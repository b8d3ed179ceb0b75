use thiserror::Error;

/// Why a graph admits no Euler path.
///
/// Variants are listed in the order the checks run: arcs, then vertex and
/// degree conditions, then connectivity.
#[derive(Debug, Clone, Copy, PartialEq, Eq, Error)]
pub enum EulerError {
    /// The graph contains directed arcs.
    #[error("graph contains {arcs} arc(s); only undirected graphs are supported")]
    ArcsPresent {
        /// Number of arcs found.
        arcs: usize,
    },
    /// The graph has no vertices.
    #[error("graph has no vertices")]
    EmptyGraph,
    /// The graph has vertices but no vertex has positive degree.
    #[error("graph has {vertices} vertices but no edges")]
    NoEdges {
        /// Number of (isolated) vertices.
        vertices: usize,
    },
    /// More than two vertices have odd degree.
    #[error("graph is not semi-Eulerian: {odd_vertices} vertices have odd degree")]
    NotSemiEulerian {
        /// Number of odd-degree vertices.
        odd_vertices: usize,
    },
    /// Degree conditions hold, but the edges are not all reachable from the start.
    #[error("graph is not connected: traversal covered {covered} of {total} edges")]
    NotConnected {
        /// Edges reached from the start vertex.
        covered: usize,
        /// Total edge count.
        total: usize,
    },
}

/// Why an edge sequence is not an Euler trail of a graph.
#[derive(Debug, Clone, Copy, PartialEq, Eq, Error)]
pub enum TrailError {
    /// The edge at `position` is not incident to the vertex the walk has reached.
    #[error("edge at position {position} does not continue the walk")]
    Disconnected {
        /// Index into the edge sequence.
        position: usize,
    },
    /// The edge at `position` was already used earlier in the walk.
    #[error("edge at position {position} is used more than once")]
    Repeated {
        /// Index into the edge sequence.
        position: usize,
    },
    /// The walk is valid but does not use every edge.
    #[error("walk uses {used} of {total} edges")]
    Incomplete {
        /// Edges in the walk.
        used: usize,
        /// Total edge count.
        total: usize,
    },
}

#### What to produce
The answer is every entry, copied word for word.

#### Finished exercise
repository b8d3ed179ceb0b75
use thiserror::Error;

/// Why a graph admits no Euler path.
///
/// Variants are listed in the order the checks run: arcs, then vertex and
/// degree conditions, then connectivity.
#[derive(Debug, Clone, Copy, PartialEq, Eq, Error)]
pub enum EulerError {
    /// The graph contains directed arcs.
    #[error("graph contains {arcs} arc(s); only undirected graphs are supported")]
    ArcsPresent {
        /// Number of arcs found.
        arcs: usize,
    },
    /// The graph has no vertices.
    #[error("graph has no vertices")]
    EmptyGraph,
    /// The graph has vertices but no vertex has positive degree.
    #[error("graph has {vertices} vertices but no edges")]
    NoEdges {
        /// Number of (isolated) vertices.
        vertices: usize,
    },
    /// More than two vertices have odd degree.
    #[error("graph is not semi-Eulerian: {odd_vertices} vertices have odd degree")]
    NotSemiEulerian {
        /// Number of odd-degree vertices.
        odd_vertices: usize,
    },
    /// Degree conditions hold, but the edges are not all reachable from the start.
    #[error("graph is not connected: traversal covered {covered} of {total} edges")]
    NotConnected {
        /// Edges reached from the start vertex.
        covered: usize,
        /// Total edge count.
        total: usize,
    },
}

/// Why an edge sequence is not an Euler trail of a graph.
#[derive(Debug, Clone, Copy, PartialEq, Eq, Error)]
pub enum TrailError {
    /// The edge at `position` is not incident to the vertex the walk has reached.
    #[error("edge at position {position} does not continue the walk")]
    Disconnected {
        /// Index into the edge sequence.
        position: usize,
    },
    /// The edge at `position` was already used earlier in the walk.
    #[error("edge at position {position} is used more than once")]
    Repeated {
        /// Index into the edge sequence.
        position: usize,
    },
    /// The walk is valid but does not use every edge.
    #[error("walk uses {used} of {total} edges")]
    Incomplete {
        /// Edges in the walk.
        used: usize,
        /// Total edge count.
        total: usize,
    },
}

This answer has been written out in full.